[Stored data]
☆ ☆ ☆ ☆
use crate::error::Result;
use crate::math::{
    clip_2d, polygon_2d, polygon_3d, Point3, Transformation, AREA_TOL, INTERSECT_TOL, TOLERANCE,
};
use crate::model::{SurfaceData, SurfaceId, SurfaceStore};

/// Transient result of intersecting two surfaces across two spaces.
///
/// References the two (possibly re-geometrized) original surfaces plus the
/// surfaces newly spawned in each space to cover the non-overlapping
/// remainder. Not persisted in the store.
#[derive(Debug, Clone)]
pub struct SurfaceIntersection {
    surface_1: SurfaceId,
    surface_2: SurfaceId,
    new_surfaces_1: Vec<SurfaceId>,
    new_surfaces_2: Vec<SurfaceId>,
}

impl SurfaceIntersection {
    /// The first original surface.
    #[must_use]
    pub fn surface_1(&self) -> SurfaceId {
        self.surface_1
    }

    /// The second original surface.
    #[must_use]
    pub fn surface_2(&self) -> SurfaceId {
        self.surface_2
    }

    /// Surfaces spawned in the first surface's space.
    #[must_use]
    pub fn new_surfaces_1(&self) -> &[SurfaceId] {
        &self.new_surfaces_1
    }

    /// Surfaces spawned in the second surface's space.
    #[must_use]
    pub fn new_surfaces_2(&self) -> &[SurfaceId] {
        &self.new_surfaces_2
    }
}

/// Intersects two surfaces in different spaces and re-geometrizes both to
/// their shared overlap, spawning remainder surfaces in each space.
///
/// Inapplicable inputs (same space, existing sub-surfaces or pairings,
/// planes not reverse-equal, no overlap) report `None` rather than an error.
/// Newly spawned surfaces get freshly derived defaults; no boundary
/// condition or adjacency is carried over.
pub struct ComputeIntersection {
    surface_1: SurfaceId,
    surface_2: SurfaceId,
}

impl ComputeIntersection {
    /// Creates a new `ComputeIntersection` operation.
    #[must_use]
    pub fn new(surface_1: SurfaceId, surface_2: SurfaceId) -> Self {
        Self {
            surface_1,
            surface_2,
        }
    }

    /// Executes the intersection.
    ///
    /// # Errors
    ///
    /// Returns an error if either surface or space is not found in the
    /// store, or the face frame cannot be built from degenerate geometry.
    pub fn execute(&self, store: &mut SurfaceStore) -> Result<Option<SurfaceIntersection>> {
        let data_1 = store.surface(self.surface_1)?;
        let data_2 = store.surface(self.surface_2)?;
        if data_1.space == data_2.space
            || !data_1.sub_surfaces.is_empty()
            || !data_2.sub_surfaces.is_empty()
            || data_1.adjacent_surface.is_some()
            || data_2.adjacent_surface.is_some()
        {
            return Ok(None);
        }
        let space_1 = data_1.space;
        let space_2 = data_2.space;
        let name_1 = data_1.name.clone();
        let name_2 = data_2.name.clone();
        let to_building_1 = store.space(space_1)?.transformation;
        let to_building_2 = store.space(space_2)?.transformation;

        let building_1 = to_building_1.apply_points(&data_1.vertices);
        let plane_1 = data_1.plane()?.transformed(&to_building_1);
        let plane_2 = store
            .surface(self.surface_2)?
            .plane()?
            .transformed(&to_building_2);
        if !plane_1.reverse_equal(&plane_2, INTERSECT_TOL) {
            return Ok(None);
        }
        // squash any residual out-of-plane drift before clipping
        let building_2 = to_building_2.apply_points(&store.surface(self.surface_2)?.vertices);
        let building_2 = plane_1.project_points(&building_2);

        // clip in the first surface's face frame; its own loop must be
        // reversed to the clockwise convention, the opposing loop already is
        let face = Transformation::align_face(&building_1)?;
        let face_inverse = face.inverse();
        let mut face_1 = face_inverse.apply_points(&building_1);
        face_1.reverse();
        let face_2 = face_inverse.apply_points(&building_2);

        let area_1 = polygon_2d::signed_area_2d(&face_1).abs();
        let area_2 = polygon_2d::signed_area_2d(&face_2).abs();

        let Some(result) = clip_2d::intersect(&face_1, &face_2, INTERSECT_TOL) else {
            return Ok(None);
        };
        if (area_1 - result.area_1()).abs() > AREA_TOL {
            log::error!(
                "intersection lost {} m^2 of surface '{}'",
                area_1 - result.area_1(),
                name_1
            );
        }
        if (area_2 - result.area_2()).abs() > AREA_TOL {
            log::error!(
                "intersection lost {} m^2 of surface '{}'",
                area_2 - result.area_2(),
                name_2
            );
        }

        // both already match perfectly: common case, not re-geometrized
        if result.new_polygons_1().is_empty() && result.new_polygons_2().is_empty() {
            return Ok(Some(SurfaceIntersection {
                surface_1: self.surface_1,
                surface_2: self.surface_2,
                new_surfaces_1: Vec::new(),
                new_surfaces_2: Vec::new(),
            }));
        }

        let from_building_1 = to_building_1.inverse();
        let from_building_2 = to_building_2.inverse();
        let to_local_1 = |polygon: &[Point3], reverse: bool| -> Vec<Point3> {
            let mut points = polygon_2d::remove_collinear(polygon, TOLERANCE);
            if reverse {
                points.reverse();
            }
            polygon_3d::reorder_ulc(&from_building_1.apply_points(&face.apply_points(&points)))
        };
        let to_local_2 = |polygon: &[Point3], reverse: bool| -> Vec<Point3> {
            let mut points = polygon_2d::remove_collinear(polygon, TOLERANCE);
            if reverse {
                points.reverse();
            }
            polygon_3d::reorder_ulc(&from_building_2.apply_points(&face.apply_points(&points)))
        };

        store.surface_mut(self.surface_1)?.vertices = to_local_1(result.polygon_1(), true);
        store.surface_mut(self.surface_2)?.vertices = to_local_2(result.polygon_2(), false);

        let mut new_surfaces_1 = Vec::new();
        for (i, leftover) in result.new_polygons_1().iter().enumerate() {
            let vertices = to_local_1(leftover, true);
            let data = SurfaceData::new(format!("{} {}", name_1, i + 1), vertices, space_1)?;
            new_surfaces_1.push(store.add_surface(data));
        }
        let mut new_surfaces_2 = Vec::new();
        for (i, leftover) in result.new_polygons_2().iter().enumerate() {
            let vertices = to_local_2(leftover, false);
            let data = SurfaceData::new(format!("{} {}", name_2, i + 1), vertices, space_2)?;
            new_surfaces_2.push(store.add_surface(data));
        }

        Ok(Some(SurfaceIntersection {
            surface_1: self.surface_1,
            surface_2: self.surface_2,
            new_surfaces_1,
            new_surfaces_2,
        }))
    }
}

#[cfg(test)]
#[allow(clippy::unwrap_used)]
mod tests {
    use super::*;
    use crate::model::{SpaceData, SpaceId};
    use approx::assert_relative_eq;

    fn horizontal(
        store: &mut SurfaceStore,
        space: SpaceId,
        x0: f64,
        x1: f64,
        reversed: bool,
    ) -> SurfaceId {
        let mut vertices = vec![
            Point3::new(x0, 0.0, 0.0),
            Point3::new(x1, 0.0, 0.0),
            Point3::new(x1, 1.0, 0.0),
            Point3::new(x0, 1.0, 0.0),
        ];
        if reversed {
            vertices.reverse();
        }
        store.add_surface(SurfaceData::new("surface", vertices, space).unwrap())
    }

    #[test]
    fn identical_reverse_wound_squares_match_perfectly() {
        let mut store = SurfaceStore::new();
        let space_a = store.add_space(SpaceData::new("a"));
        let space_b = store.add_space(SpaceData::new("b"));
        let a = horizontal(&mut store, space_a, 0.0, 1.0, false);
        let b = horizontal(&mut store, space_b, 0.0, 1.0, true);
        let before_a = store.surface(a).unwrap().vertices.clone();
        let before_b = store.surface(b).unwrap().vertices.clone();

        let result = ComputeIntersection::new(a, b)
            .execute(&mut store)
            .unwrap()
            .unwrap();
        assert!(result.new_surfaces_1().is_empty());
        assert!(result.new_surfaces_2().is_empty());
        assert_eq!(store.surface(a).unwrap().vertices, before_a);
        assert_eq!(store.surface(b).unwrap().vertices, before_b);
    }

    #[test]
    fn partial_overlap_regeometrizes_and_spawns_remainders() {
        let mut store = SurfaceStore::new();
        let space_a = store.add_space(SpaceData::new("a"));
        let space_b = store.add_space(SpaceData::new("b"));
        let a = horizontal(&mut store, space_a, 0.0, 2.0, false);
        let b = horizontal(&mut store, space_b, 1.0, 3.0, true);

        let result = ComputeIntersection::new(a, b)
            .execute(&mut store)
            .unwrap()
            .unwrap();
        assert_eq!(result.new_surfaces_1().len(), 1);
        assert_eq!(result.new_surfaces_2().len(), 1);

        // both originals shrink to the shared 1 m2 overlap
        assert_relative_eq!(
            store.surface(a).unwrap().gross_area().unwrap(),
            1.0,
            epsilon = 1e-6
        );
        assert_relative_eq!(
            store.surface(b).unwrap().gross_area().unwrap(),
            1.0,
            epsilon = 1e-6
        );
        // remainders cover the rest, in their own spaces
        let extra_a = store.surface(result.new_surfaces_1()[0]).unwrap();
        assert_eq!(extra_a.space, space_a);
        assert_relative_eq!(extra_a.gross_area().unwrap(), 1.0, epsilon = 1e-6);
        assert_eq!(extra_a.adjacent_surface, None);
    }

    #[test]
    fn same_space_is_inapplicable() {
        let mut store = SurfaceStore::new();
        let space = store.add_space(SpaceData::new("a"));
        let a = horizontal(&mut store, space, 0.0, 1.0, false);
        let b = horizontal(&mut store, space, 0.0, 1.0, true);
        assert!(ComputeIntersection::new(a, b)
            .execute(&mut store)
            .unwrap()
            .is_none());
    }

    #[test]
    fn non_reverse_equal_planes_are_inapplicable() {
        let mut store = SurfaceStore::new();
        let space_a = store.add_space(SpaceData::new("a"));
        let space_b = store.add_space(SpaceData::new("b"));
        let a = horizontal(&mut store, space_a, 0.0, 1.0, false);
        // same winding means the normals agree instead of opposing
        let b = horizontal(&mut store, space_b, 0.0, 1.0, false);
        assert!(ComputeIntersection::new(a, b)
            .execute(&mut store)
            .unwrap()
            .is_none());
    }

    #[test]
    fn paired_surface_is_inapplicable() {
        let mut store = SurfaceStore::new();
        let space_a = store.add_space(SpaceData::new("a"));
        let space_b = store.add_space(SpaceData::new("b"));
        let a = horizontal(&mut store, space_a, 0.0, 1.0, false);
        let b = horizontal(&mut store, space_b, 0.0, 1.0, true);
        store.surface_mut(a).unwrap().adjacent_surface = Some(b);
        assert!(ComputeIntersection::new(a, b)
            .execute(&mut store)
            .unwrap()
            .is_none());
    }
}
☆ ☆ ☆ ☆
■ Try it:
Search the data above for the string "SpaceId" and report each line that holds it.

■ Task solution:
    use crate::model::{SpaceData, SpaceId};
        space: SpaceId,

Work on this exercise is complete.